■ **Task brief**: For each line in the data below that holds "struct", return a copy.

Data records:
// vim: tw=80
//! Persisting per-zone experiment results

use std::{
    fmt,
    fs::{File, OpenOptions},
    io::{BufWriter, Write},
    path::Path,
    time::Duration,
};
use crate::{
    fill::FillFraction,
    types::*,
};

/// The outcome of one zone's trip through an experiment
#[derive(Clone, Copy, Debug, PartialEq)]
pub struct ExperimentResult {
    /// Device-order index of the zone
    pub zone: ZoneT,
    /// Requested fill target
    pub percent: FillFraction,
    pub bytes_written: u64,
    /// The zone's writable capacity
    pub capacity: u64,
    /// Duration of the finish operation, if one was timed
    pub finish_latency: Option<Duration>,
    /// Was the zone reset after being written?
    pub reset: bool,
}

impl ExperimentResult {
    /// Fraction of the zone's capacity actually written
    pub fn fill_achieved(&self) -> f64 {
        if self.capacity == 0 {
            0.0
        } else {
            self.bytes_written as f64 / self.capacity as f64
        }
    }
}

/// One CSV line, without the trailing newline
impl fmt::Display for ExperimentResult {
    fn fmt(&self, f: &mut fmt::Formatter<'_>) -> fmt::Result {
        match self.finish_latency {
            Some(d) => write!(f, "zone_{},{:.6}%,{:.6}(s)", self.zone,
                              self.percent.percent(), d.as_secs_f64()),
            None => write!(f, "zone_{},{}%,{}", self.zone, self.percent,
                           self.bytes_written)
        }
    }
}

/// Anything that can durably store experiment results
pub trait ResultRecorder {
    fn record(&mut self, result: &ExperimentResult) -> Result<()>;
}

/// Appends one line per result to a text file.
///
/// Each line is flushed as soon as it's recorded, so a crash loses at most the
/// zone in progress.
#[derive(Debug)]
pub struct CsvRecorder {
    writer: BufWriter<File>,
}

impl CsvRecorder {
    /// Open `path` for appending, creating it if needed.
    pub fn open<P: AsRef<Path>>(path: P) -> Result<Self> {
        OpenOptions::new()
            .create(true)
            .append(true)
            .open(path)
            .map(|f| CsvRecorder { writer: BufWriter::new(f) })
            .map_err(|e| Error::RecordFailed(errno_of(&e)))
    }
}

impl ResultRecorder for CsvRecorder {
    fn record(&mut self, result: &ExperimentResult) -> Result<()> {
        writeln!(self.writer, "{result}")
            .and_then(|_| self.writer.flush())
            .map_err(|e| Error::RecordFailed(errno_of(&e)))
    }
}

/// Collects results in memory
impl ResultRecorder for Vec<ExperimentResult> {
    fn record(&mut self, result: &ExperimentResult) -> Result<()> {
        self.push(*result);
        Ok(())
    }
}

// LCOV_EXCL_STOP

■ **Expected output**:
pub struct ExperimentResult {
pub struct CsvRecorder {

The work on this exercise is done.